• **Instructions to follow**
Quote exactly, and only, the lines of the material below from the line with "visible finished flag" through the line with "pub const fn".
START Data for review
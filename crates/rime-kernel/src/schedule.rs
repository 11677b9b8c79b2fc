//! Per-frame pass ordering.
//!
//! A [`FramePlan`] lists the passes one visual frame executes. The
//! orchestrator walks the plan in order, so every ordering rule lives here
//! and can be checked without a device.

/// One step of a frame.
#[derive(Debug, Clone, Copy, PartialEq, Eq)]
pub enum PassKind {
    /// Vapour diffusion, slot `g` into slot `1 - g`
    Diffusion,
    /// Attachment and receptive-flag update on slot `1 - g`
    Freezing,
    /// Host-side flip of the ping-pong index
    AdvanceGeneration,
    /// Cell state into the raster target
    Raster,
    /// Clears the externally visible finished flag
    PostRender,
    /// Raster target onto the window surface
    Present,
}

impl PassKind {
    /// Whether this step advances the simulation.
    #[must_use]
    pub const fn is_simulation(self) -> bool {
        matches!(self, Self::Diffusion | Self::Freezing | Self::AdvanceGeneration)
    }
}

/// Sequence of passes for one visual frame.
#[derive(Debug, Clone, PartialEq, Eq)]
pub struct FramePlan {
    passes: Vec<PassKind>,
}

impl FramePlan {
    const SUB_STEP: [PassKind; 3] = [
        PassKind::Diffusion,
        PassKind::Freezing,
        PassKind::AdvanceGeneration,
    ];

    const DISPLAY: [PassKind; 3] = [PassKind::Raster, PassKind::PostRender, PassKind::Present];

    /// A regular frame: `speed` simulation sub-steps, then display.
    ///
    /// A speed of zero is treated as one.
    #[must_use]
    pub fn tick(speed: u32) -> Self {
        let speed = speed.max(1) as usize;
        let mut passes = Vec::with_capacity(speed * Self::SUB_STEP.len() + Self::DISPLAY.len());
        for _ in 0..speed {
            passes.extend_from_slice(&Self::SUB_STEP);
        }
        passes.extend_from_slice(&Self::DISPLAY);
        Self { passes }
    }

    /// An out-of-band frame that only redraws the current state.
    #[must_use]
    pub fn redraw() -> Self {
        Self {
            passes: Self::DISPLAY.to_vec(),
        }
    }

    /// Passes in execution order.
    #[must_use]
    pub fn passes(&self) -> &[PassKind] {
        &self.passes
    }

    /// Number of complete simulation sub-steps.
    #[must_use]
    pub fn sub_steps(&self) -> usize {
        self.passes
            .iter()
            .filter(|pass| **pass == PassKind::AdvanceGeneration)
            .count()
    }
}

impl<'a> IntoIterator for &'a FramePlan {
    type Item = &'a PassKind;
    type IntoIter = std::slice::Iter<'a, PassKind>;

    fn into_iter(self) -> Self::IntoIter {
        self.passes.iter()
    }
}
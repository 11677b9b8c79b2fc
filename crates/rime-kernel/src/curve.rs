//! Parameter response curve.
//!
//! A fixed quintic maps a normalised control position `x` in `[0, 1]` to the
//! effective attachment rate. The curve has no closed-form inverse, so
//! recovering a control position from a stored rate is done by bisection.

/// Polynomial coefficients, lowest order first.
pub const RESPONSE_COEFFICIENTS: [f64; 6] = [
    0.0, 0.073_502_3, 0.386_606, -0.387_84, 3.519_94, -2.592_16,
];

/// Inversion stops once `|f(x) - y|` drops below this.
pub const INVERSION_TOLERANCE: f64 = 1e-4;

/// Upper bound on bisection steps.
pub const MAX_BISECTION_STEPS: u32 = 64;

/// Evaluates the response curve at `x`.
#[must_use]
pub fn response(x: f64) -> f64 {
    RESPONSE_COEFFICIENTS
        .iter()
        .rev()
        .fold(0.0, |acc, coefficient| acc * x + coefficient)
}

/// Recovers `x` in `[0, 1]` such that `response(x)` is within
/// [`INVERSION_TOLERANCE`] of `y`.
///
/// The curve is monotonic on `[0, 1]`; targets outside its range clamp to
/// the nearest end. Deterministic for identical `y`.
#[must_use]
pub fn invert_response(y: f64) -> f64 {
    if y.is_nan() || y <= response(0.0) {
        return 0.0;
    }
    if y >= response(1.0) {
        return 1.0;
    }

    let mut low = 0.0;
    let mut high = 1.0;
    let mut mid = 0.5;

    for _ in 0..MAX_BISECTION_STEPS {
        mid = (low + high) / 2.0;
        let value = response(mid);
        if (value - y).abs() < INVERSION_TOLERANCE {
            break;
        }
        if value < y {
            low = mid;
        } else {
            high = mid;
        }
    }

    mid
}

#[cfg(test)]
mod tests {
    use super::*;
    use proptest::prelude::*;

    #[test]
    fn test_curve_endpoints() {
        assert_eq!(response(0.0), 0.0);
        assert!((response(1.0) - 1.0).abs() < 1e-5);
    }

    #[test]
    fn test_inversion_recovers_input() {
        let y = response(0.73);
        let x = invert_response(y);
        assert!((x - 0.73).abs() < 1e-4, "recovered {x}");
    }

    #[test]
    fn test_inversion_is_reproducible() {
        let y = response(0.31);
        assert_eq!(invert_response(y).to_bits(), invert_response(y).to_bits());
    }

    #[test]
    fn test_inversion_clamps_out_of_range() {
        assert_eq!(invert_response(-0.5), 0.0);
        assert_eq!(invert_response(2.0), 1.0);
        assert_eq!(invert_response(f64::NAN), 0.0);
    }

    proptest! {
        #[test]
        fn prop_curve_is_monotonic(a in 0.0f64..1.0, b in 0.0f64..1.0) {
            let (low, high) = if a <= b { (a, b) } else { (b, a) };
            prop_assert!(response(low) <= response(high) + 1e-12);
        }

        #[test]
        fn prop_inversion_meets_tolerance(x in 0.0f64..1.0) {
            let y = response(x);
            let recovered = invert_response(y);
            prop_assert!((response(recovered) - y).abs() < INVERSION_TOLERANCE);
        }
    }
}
END Data for review
• **Result of the exercise**
    /// Clears the externally visible finished flag
    PostRender,
    /// Raster target onto the window surface
    Present,
}

impl PassKind {
    /// Whether this step advances the simulation.
    #[must_use]
    pub const fn is_simulation(self) -> bool {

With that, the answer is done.